● Activity
In the data that follows, every line containing the word "JoinHandle" should be returned.

● Input material

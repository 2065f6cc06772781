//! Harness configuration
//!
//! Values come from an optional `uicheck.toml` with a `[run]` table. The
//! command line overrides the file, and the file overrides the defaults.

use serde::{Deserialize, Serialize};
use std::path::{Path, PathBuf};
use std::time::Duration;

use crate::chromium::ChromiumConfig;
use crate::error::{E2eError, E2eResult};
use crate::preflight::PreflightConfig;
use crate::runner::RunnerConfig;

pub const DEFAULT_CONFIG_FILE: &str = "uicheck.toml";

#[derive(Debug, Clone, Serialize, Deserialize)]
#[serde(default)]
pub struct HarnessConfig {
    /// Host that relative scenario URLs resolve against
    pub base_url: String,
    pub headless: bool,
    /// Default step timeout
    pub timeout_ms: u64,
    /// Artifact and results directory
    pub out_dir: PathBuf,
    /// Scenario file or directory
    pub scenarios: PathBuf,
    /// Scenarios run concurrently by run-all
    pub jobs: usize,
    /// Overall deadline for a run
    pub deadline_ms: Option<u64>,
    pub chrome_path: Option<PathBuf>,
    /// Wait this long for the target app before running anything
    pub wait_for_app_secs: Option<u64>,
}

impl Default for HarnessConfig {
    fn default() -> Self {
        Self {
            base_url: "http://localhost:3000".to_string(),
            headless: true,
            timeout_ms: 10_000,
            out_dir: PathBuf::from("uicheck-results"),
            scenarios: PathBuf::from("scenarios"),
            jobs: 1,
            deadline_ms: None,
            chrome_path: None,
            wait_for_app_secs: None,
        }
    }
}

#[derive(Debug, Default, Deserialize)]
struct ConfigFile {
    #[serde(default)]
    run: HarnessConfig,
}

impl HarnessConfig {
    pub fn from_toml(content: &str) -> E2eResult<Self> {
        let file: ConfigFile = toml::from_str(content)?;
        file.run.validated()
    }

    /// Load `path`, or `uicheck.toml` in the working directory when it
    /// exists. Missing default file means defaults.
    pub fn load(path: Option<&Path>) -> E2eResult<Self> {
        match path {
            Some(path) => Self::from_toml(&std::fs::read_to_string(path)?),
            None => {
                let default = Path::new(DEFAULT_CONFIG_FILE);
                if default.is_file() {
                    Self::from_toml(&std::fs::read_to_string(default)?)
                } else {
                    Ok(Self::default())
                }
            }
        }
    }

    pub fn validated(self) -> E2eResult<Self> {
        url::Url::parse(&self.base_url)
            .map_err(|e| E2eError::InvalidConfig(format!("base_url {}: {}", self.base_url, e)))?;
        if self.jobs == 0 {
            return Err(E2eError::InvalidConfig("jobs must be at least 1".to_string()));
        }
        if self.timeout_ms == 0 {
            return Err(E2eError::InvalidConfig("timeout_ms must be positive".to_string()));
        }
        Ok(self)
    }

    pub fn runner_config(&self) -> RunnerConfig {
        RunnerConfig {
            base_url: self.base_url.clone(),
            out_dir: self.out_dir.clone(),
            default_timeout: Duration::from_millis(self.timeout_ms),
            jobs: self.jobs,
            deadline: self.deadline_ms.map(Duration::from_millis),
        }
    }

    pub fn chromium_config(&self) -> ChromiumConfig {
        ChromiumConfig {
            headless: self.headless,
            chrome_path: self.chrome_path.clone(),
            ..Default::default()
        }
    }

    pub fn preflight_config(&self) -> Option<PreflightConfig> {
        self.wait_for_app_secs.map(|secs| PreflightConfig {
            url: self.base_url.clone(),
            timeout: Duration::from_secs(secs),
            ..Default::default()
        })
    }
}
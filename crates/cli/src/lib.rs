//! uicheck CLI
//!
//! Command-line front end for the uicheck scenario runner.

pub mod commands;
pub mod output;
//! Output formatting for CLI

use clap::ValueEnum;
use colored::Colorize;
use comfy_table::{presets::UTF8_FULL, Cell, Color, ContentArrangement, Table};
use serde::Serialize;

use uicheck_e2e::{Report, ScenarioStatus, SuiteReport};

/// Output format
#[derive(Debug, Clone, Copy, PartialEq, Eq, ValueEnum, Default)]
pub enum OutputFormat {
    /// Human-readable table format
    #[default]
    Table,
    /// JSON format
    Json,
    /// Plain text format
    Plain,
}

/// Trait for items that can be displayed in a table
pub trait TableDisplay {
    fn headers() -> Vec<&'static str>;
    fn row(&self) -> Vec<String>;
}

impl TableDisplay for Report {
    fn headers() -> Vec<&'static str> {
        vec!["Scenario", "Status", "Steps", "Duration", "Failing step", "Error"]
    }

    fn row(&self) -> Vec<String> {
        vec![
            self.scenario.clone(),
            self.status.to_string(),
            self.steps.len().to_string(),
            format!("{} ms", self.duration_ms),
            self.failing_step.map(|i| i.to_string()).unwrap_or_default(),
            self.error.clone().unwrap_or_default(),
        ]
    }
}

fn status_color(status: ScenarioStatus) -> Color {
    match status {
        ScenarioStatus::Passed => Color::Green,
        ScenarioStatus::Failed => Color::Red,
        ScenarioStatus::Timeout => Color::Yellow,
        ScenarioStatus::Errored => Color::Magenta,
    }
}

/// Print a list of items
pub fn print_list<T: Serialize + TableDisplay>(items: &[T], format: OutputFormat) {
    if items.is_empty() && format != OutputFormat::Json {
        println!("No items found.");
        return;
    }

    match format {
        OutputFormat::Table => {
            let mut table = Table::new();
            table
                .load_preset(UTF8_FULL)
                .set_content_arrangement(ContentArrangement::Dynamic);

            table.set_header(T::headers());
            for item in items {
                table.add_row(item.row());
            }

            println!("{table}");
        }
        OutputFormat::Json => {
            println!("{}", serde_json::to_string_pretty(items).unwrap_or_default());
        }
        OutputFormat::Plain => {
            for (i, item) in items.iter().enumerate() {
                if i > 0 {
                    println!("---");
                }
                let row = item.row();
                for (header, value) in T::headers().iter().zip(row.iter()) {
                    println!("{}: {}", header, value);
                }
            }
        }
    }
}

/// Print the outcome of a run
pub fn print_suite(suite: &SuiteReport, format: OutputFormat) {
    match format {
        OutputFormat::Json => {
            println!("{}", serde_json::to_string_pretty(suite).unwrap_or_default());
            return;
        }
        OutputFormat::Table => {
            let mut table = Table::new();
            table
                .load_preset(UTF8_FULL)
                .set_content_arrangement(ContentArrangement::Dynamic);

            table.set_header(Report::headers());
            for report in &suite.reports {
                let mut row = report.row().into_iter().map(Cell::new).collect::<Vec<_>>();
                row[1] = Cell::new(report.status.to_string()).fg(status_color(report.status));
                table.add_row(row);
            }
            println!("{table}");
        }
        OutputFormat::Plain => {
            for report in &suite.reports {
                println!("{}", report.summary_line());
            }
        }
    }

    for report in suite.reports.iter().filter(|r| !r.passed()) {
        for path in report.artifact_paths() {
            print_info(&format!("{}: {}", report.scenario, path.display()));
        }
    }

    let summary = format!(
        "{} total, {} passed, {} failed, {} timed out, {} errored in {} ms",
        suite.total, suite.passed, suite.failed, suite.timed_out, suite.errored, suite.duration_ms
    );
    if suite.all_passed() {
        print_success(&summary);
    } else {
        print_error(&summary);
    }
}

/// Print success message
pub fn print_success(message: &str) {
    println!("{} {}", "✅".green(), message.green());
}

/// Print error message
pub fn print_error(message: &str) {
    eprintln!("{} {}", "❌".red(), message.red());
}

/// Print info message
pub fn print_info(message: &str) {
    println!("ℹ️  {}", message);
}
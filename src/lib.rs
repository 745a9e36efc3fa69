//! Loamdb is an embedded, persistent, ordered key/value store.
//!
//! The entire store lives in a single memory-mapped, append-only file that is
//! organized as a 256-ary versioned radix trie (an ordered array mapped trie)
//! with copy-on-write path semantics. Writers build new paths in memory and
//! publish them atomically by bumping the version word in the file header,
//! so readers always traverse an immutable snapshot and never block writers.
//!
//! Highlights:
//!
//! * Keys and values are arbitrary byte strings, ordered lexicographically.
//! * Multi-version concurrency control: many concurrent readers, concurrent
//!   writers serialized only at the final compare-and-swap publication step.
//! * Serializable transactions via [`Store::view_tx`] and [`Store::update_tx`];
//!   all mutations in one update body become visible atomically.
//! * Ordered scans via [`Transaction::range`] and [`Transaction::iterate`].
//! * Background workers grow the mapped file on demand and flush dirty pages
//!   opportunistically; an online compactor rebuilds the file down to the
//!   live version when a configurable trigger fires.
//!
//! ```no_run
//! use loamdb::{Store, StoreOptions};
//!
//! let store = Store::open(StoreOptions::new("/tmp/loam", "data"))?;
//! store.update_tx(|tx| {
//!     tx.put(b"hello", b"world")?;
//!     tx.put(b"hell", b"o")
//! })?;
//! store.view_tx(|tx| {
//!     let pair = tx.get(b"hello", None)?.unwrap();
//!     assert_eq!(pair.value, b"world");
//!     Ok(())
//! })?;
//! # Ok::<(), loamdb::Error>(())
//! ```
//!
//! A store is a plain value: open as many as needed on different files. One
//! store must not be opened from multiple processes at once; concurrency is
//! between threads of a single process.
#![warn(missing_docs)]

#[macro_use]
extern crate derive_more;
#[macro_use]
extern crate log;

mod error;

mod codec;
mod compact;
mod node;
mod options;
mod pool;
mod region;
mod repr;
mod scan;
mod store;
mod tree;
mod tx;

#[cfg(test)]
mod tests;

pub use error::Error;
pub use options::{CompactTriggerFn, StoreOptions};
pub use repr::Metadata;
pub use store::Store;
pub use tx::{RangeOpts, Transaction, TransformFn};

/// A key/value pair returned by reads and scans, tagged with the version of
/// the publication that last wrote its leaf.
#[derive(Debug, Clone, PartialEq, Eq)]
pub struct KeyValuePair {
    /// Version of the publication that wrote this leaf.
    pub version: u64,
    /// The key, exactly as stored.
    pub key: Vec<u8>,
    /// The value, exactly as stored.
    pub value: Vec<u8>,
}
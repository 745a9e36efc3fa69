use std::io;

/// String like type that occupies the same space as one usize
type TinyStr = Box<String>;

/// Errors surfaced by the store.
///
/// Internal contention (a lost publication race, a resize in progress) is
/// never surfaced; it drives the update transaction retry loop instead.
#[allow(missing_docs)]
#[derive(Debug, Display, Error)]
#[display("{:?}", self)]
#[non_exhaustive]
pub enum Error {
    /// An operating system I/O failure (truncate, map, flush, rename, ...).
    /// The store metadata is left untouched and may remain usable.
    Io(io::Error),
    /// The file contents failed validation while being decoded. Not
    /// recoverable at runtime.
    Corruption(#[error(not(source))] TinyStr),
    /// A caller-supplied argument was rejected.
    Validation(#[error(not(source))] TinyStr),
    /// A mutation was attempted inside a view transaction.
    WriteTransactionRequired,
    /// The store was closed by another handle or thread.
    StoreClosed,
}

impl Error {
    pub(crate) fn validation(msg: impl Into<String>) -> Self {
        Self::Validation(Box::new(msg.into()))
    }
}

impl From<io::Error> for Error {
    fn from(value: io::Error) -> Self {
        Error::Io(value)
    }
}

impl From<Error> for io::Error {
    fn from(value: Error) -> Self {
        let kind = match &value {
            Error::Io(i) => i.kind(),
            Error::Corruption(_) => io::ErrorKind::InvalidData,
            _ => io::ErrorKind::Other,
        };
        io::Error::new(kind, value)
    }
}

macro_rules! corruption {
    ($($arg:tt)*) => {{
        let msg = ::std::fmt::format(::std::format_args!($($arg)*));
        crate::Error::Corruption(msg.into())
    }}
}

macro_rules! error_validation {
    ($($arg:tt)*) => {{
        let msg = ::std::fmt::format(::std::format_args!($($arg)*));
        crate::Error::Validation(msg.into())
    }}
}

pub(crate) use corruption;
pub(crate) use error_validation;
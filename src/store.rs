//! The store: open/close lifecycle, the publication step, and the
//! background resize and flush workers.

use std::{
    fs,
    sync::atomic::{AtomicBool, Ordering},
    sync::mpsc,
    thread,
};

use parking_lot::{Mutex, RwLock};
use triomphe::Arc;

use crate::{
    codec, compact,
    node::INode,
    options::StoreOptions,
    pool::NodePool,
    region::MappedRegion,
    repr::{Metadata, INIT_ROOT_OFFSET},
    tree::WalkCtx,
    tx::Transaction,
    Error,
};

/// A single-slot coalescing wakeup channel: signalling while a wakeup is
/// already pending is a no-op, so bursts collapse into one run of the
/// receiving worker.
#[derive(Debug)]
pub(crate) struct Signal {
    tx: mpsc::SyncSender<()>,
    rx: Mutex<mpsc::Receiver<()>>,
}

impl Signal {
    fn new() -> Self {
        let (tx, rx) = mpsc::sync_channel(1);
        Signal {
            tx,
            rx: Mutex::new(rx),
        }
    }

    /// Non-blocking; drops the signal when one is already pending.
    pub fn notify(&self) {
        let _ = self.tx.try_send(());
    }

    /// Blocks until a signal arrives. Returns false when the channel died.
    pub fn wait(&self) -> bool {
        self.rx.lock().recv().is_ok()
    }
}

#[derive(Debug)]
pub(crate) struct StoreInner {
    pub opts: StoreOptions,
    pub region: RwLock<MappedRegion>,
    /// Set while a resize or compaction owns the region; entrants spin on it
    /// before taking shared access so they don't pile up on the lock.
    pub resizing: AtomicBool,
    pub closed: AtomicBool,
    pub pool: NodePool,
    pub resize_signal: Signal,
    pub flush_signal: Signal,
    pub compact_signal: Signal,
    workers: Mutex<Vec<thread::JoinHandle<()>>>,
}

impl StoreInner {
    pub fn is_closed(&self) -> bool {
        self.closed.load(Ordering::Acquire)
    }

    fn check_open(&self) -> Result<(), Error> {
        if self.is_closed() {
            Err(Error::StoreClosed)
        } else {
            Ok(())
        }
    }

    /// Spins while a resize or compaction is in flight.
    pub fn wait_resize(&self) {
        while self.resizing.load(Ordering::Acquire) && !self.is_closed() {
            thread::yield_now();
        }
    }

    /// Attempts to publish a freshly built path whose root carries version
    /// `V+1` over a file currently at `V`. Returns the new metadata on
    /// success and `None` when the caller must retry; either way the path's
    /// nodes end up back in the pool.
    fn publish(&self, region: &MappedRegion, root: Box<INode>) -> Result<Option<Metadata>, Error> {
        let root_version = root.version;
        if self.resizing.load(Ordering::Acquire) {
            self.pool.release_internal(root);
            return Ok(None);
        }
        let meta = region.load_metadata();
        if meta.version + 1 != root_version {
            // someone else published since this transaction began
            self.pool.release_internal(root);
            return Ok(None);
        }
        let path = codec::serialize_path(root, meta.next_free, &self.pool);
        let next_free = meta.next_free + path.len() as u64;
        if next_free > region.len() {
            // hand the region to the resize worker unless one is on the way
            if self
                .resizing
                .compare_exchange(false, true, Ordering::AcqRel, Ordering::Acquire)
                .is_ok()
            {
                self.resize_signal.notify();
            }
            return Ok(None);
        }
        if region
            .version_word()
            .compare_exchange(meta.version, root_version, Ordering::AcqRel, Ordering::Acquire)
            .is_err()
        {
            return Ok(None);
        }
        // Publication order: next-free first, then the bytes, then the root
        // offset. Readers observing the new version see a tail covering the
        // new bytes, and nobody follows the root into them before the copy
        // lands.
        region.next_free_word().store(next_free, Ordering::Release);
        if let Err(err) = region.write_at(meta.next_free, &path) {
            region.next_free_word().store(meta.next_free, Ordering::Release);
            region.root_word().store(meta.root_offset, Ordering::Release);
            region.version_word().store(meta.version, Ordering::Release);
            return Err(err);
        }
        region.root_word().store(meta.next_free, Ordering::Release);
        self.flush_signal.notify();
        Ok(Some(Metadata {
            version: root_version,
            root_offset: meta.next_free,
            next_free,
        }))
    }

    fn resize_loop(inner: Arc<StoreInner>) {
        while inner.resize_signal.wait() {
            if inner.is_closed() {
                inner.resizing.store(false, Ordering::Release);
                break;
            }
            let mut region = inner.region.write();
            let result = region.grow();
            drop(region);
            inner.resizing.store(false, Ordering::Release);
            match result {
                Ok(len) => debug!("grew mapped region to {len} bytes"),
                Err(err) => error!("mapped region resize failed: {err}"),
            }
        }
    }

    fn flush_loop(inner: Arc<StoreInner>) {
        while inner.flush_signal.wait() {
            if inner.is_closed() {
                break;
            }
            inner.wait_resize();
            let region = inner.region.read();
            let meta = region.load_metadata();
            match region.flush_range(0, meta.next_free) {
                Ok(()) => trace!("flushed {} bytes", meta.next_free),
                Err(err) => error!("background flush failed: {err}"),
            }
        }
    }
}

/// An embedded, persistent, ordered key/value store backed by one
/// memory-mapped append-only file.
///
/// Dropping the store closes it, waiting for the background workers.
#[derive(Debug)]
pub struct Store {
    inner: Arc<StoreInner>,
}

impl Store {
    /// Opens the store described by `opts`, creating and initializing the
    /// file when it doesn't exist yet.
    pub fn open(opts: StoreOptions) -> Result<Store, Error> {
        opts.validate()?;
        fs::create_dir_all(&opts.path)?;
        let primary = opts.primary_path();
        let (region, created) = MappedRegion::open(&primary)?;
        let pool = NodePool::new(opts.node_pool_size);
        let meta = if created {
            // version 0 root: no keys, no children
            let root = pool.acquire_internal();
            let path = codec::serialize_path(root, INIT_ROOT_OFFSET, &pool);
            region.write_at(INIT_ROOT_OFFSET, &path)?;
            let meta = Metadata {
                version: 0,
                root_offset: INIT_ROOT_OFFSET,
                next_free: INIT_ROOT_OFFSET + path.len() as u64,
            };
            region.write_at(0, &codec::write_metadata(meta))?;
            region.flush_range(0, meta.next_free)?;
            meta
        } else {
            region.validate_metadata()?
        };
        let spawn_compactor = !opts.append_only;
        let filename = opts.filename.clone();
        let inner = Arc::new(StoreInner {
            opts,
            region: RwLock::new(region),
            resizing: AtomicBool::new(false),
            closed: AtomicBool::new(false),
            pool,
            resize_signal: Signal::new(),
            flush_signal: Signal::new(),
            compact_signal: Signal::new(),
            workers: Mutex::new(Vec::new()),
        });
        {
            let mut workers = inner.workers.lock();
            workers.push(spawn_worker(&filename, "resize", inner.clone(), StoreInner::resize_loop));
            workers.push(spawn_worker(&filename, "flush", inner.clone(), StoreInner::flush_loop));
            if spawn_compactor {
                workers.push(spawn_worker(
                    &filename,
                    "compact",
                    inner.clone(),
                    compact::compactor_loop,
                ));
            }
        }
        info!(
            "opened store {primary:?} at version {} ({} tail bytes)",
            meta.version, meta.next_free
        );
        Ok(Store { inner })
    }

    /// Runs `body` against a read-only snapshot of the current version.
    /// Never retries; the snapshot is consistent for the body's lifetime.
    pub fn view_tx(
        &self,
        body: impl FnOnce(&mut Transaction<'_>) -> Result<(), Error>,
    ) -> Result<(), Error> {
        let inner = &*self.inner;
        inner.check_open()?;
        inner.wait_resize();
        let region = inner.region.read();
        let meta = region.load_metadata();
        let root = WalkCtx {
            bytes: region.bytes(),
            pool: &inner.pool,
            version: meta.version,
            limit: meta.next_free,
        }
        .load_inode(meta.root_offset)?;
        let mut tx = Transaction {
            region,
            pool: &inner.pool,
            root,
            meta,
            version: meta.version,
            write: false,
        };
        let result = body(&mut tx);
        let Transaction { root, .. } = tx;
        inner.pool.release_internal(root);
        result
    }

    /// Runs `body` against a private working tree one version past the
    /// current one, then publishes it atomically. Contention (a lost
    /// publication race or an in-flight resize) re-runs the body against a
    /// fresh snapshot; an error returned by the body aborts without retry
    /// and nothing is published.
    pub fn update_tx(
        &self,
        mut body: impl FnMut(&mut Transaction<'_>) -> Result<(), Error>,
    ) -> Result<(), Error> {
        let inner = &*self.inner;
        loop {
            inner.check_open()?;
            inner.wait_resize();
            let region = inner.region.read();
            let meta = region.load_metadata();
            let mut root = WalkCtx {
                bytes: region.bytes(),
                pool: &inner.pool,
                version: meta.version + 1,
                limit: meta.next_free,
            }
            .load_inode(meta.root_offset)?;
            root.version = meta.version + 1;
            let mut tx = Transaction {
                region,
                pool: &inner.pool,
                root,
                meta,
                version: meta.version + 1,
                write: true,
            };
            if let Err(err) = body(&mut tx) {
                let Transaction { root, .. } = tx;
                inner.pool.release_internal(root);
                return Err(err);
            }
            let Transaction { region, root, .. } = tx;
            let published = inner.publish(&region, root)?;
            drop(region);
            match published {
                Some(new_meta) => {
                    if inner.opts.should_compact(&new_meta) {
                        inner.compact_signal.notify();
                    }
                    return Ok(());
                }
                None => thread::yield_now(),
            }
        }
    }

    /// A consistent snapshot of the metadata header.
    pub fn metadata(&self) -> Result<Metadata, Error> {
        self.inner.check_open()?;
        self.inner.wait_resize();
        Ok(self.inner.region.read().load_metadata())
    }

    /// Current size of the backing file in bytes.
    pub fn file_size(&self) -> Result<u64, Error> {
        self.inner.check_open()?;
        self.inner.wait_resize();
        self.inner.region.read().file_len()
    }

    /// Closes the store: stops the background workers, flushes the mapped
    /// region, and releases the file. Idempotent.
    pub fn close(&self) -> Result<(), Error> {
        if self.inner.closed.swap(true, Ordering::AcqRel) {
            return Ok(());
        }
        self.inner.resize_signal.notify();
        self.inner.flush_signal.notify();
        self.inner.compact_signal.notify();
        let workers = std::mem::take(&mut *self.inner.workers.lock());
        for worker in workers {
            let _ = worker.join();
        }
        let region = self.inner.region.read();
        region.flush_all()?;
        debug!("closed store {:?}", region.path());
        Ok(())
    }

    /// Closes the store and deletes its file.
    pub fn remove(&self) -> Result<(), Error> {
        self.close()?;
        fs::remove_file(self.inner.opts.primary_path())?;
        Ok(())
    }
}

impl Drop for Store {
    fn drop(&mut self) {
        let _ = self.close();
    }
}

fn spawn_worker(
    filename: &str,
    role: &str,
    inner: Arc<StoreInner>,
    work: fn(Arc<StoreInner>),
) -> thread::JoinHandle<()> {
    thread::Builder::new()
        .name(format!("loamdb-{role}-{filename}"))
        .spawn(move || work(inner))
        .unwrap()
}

● Written response
    workers: Mutex<Vec<thread::JoinHandle<()>>>,
) -> thread::JoinHandle<()> {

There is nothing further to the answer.